Lebanon, negara di Timur Tengah bekas tanah peradaban kuno Phoenicia perlahan tenggelam karena buruknya pengelolaan serta ketidakjujuran pemerintah dalam mengelola negara. Hal ini terlihat dari ketidakmampuan pemerintah mengontrol angka inflasi Lebanon yang menyentuh 85.45% dan lonjakan angka kemiskinan sebesar 55% setelah terjadinya ledakan. Datang dikala pandemik, ledakan yang merusak setidaknya empat rumah sakit, menimbulkan pertanyaan baru mengenai kemampuan sektor kesehatan Lebanon dalam menyusun strategi di kala pandemik. Pemerintah Lebanon harus menelan pahitnya fakta bahwa negaranya berada diambang kehancuran.
Sudah 7 bulan sejak insiden ledakan amonium nitrat sebesar 2750 ton yang tersimpan di gudang dekat pelabuhan Beirut sejak 2013 dan menewaskan 200 orang serta 300.000 warga kehilangan rumah, namun pemerintah Lebanon terus memperlambat usaha-usaha mencapai hasil investigasi yang utuh. Pada bulan Februari, pengadilan Lebanon mencopot ketua hakim, Hakim Fadi Sawan, setelah mendakwa tiga mantan menteri dan perdana menteri atas kelalaian yang menyababkan ledakan. Hal ini didasari pada fakta bahwa perdana menteri menerima surat pemindahan 2750 ton amonium nitrat pada 20 Juli dan dikirim ke Dewan Pertahanan Tertinggi untuk meminta nasihat dalam waktu 48 jam. Namun, amonium sebanyak itu tidak juga dipindahkan hingga meledak.

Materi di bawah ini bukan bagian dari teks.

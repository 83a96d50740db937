use std::str::FromStr;

use sqlx::{FromRow, PgPool};

use crate::core::error::{AppError, Result};
use crate::features::auth::model::AuthenticatedUser;
use crate::features::auth::permissions::Role;
use crate::features::users::dtos::UserAccessDto;
use crate::shared::constants::ACCESS_NOLOGIN;

#[derive(Debug, FromRow)]
struct UserRow {
    id: i32,
    email: String,
    staff_name: Option<String>,
    active: bool,
    roles: Vec<String>,
}

const USER_WITH_ROLES: &str = r#"
    SELECT u.id, u.email, u.staff_name, u.active,
           COALESCE(
               array_agg(r.name ORDER BY r.id) FILTER (WHERE r.name IS NOT NULL),
               '{}'
           ) AS roles
    FROM users u
    LEFT JOIN user_roles ur ON ur.user_id = u.id
    LEFT JOIN roles r ON r.id = ur.role_id
"#;

/// Known role names; anything else in the table is skipped
fn parse_roles(user_id: i32, names: &[String]) -> Vec<Role> {
    names
        .iter()
        .filter_map(|name| match Role::from_str(name) {
            Ok(role) => Some(role),
            Err(_) => {
                tracing::warn!("Ignoring unknown role '{}' for user {}", name, user_id);
                None
            }
        })
        .collect()
}

/// Access level shown to admins: inactive accounts are `nologin`, no role reads as observer
pub fn access_label(active: bool, roles: &[String]) -> String {
    if !active {
        return ACCESS_NOLOGIN.to_string();
    }
    roles
        .first()
        .cloned()
        .unwrap_or_else(|| Role::Observer.as_str().to_string())
}

/// `None` means deactivate
pub fn parse_access(access: &str) -> Result<Option<Role>> {
    let access = access.trim().to_lowercase();
    if access == ACCESS_NOLOGIN {
        return Ok(None);
    }
    Role::from_str(&access)
        .map(Some)
        .map_err(|_| AppError::Validation(format!("Unknown access level: {}", access)))
}

impl From<UserRow> for UserAccessDto {
    fn from(row: UserRow) -> Self {
        Self {
            access: access_label(row.active, &row.roles),
            id: row.id,
            email: row.email,
            staff_name: row.staff_name,
        }
    }
}

pub struct UserService {
    pool: PgPool,
}

impl UserService {
    pub fn new(pool: PgPool) -> Self {
        Self { pool }
    }

    async fn find_row(&self, user_id: i32) -> Result<Option<UserRow>> {
        let sql = format!("{} WHERE u.id = $1 GROUP BY u.id", USER_WITH_ROLES);
        sqlx::query_as::<_, UserRow>(&sql)
            .bind(user_id)
            .fetch_optional(&self.pool)
            .await
            .map_err(|e| {
                tracing::error!("Failed to load user {}: {:?}", user_id, e);
                AppError::Database(e)
            })
    }

    /// The request's user, or `None` when unknown or deactivated
    pub async fn find_active_user(&self, user_id: i32) -> Result<Option<AuthenticatedUser>> {
        let Some(row) = self.find_row(user_id).await? else {
            return Ok(None);
        };
        if !row.active {
            tracing::debug!("User {} is not active", user_id);
            return Ok(None);
        }

        Ok(Some(AuthenticatedUser {
            id: row.id,
            roles: parse_roles(row.id, &row.roles),
            email: row.email,
            staff_name: row.staff_name,
        }))
    }

    pub async fn list_all_users(&self) -> Result<Vec<UserAccessDto>> {
        let sql = format!("{} GROUP BY u.id ORDER BY u.email", USER_WITH_ROLES);
        let rows = sqlx::query_as::<_, UserRow>(&sql)
            .fetch_all(&self.pool)
            .await
            .map_err(|e| {
                tracing::error!("Failed to list users: {:?}", e);
                AppError::Database(e)
            })?;

        Ok(rows.into_iter().map(UserAccessDto::from).collect())
    }

    /// `nologin` deactivates; a role name reactivates and replaces all roles
    pub async fn set_user_access(&self, user_id: i32, access: &str) -> Result<UserAccessDto> {
        let role = parse_access(access)?;

        let mut tx = self.pool.begin().await?;

        let exists = sqlx::query_scalar::<_, i32>("SELECT id FROM users WHERE id = $1 FOR UPDATE")
            .bind(user_id)
            .fetch_optional(&mut *tx)
            .await?;
        if exists.is_none() {
            return Err(AppError::NotFound(format!("User {} not found", user_id)));
        }

        match role {
            None => {
                sqlx::query("UPDATE users SET active = FALSE WHERE id = $1")
                    .bind(user_id)
                    .execute(&mut *tx)
                    .await?;
            }
            Some(role) => {
                sqlx::query("UPDATE users SET active = TRUE WHERE id = $1")
                    .bind(user_id)
                    .execute(&mut *tx)
                    .await?;
                sqlx::query("DELETE FROM user_roles WHERE user_id = $1")
                    .bind(user_id)
                    .execute(&mut *tx)
                    .await?;
                sqlx::query(
                    "INSERT INTO user_roles (user_id, role_id) SELECT $1, id FROM roles WHERE name = $2",
                )
                .bind(user_id)
                .bind(role.as_str())
                .execute(&mut *tx)
                .await?;
            }
        }

        tx.commit().await.map_err(|e| {
            tracing::error!("Failed to update access for user {}: {:?}", user_id, e);
            AppError::Database(e)
        })?;

        tracing::info!("Set access of user {} to {}", user_id, access);

        self.find_row(user_id)
            .await?
            .map(UserAccessDto::from)
            .ok_or_else(|| AppError::NotFound(format!("User {} not found", user_id)))
    }
}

Selain itu, tuntutan rakyat atas reformasi pembentukan pemerintahan yang baru masih menjadi pergulatan yang belum juga usai. Sehari setelah ledakan, perdana menteri Lebanon, Hassan Diab, mengundurkan diri dari jabatannya. Sebulan kemudian, beliau digantikan oleh Mustapha Adib yang memiliki tugas besar untuk merombak peta pemerintahan Lebanon. Adib mendapat sejumlah tekanan dari Hezbollah dan Amal yang menuntut agar perwakilan dari kedua partai tersebut ada di dalam parlemen dan kabinet yang baru. Sementara itu, Adib berpendapat bahwa pembentukan kabinet yang bersifat tenokrat dapat memulihkan kondisi politik sektarian di Lebanon. Akhirnya, tak mampu membendung tekanan banyak kepentingan, Adib mengundurkan diri dari jabatannya dan digantikan oleh Saad al-Hariri.
Di negara yang sudah bangkrut dengan total kerugian sistem perbankan melebihi $100 miliar, Beirut harus menanggung $15 miliar tambahan untuk membangun kembali kotanya. IMF sangat berat melepas bantuan untuk Lebanon jika negaranya belum melakukan perombakan pemerintah karena hezbollah masih menguasai sektor pemerintahan Lebanon dan kelompok ini telah ditetapkan sebagai kelompok teroris. Konsekuensi langsung dari kontrol politik Hezbollah adalah bahwa sistem keuangan Lebanon sarat dengan korupsi, pencucian uang, penyelundupan narkoba, dan keuangan gelap lainnya.
Pengawasan yang lalai, pengabaian kesejahteraan rakyat, serta sikap ketidakterbukaan pemerintah merupakan serangkaian masalah yang berakar pada satu hal, yaitu pemerintahan yang korup. Lebanon, seakan dapat melihat kematiannya.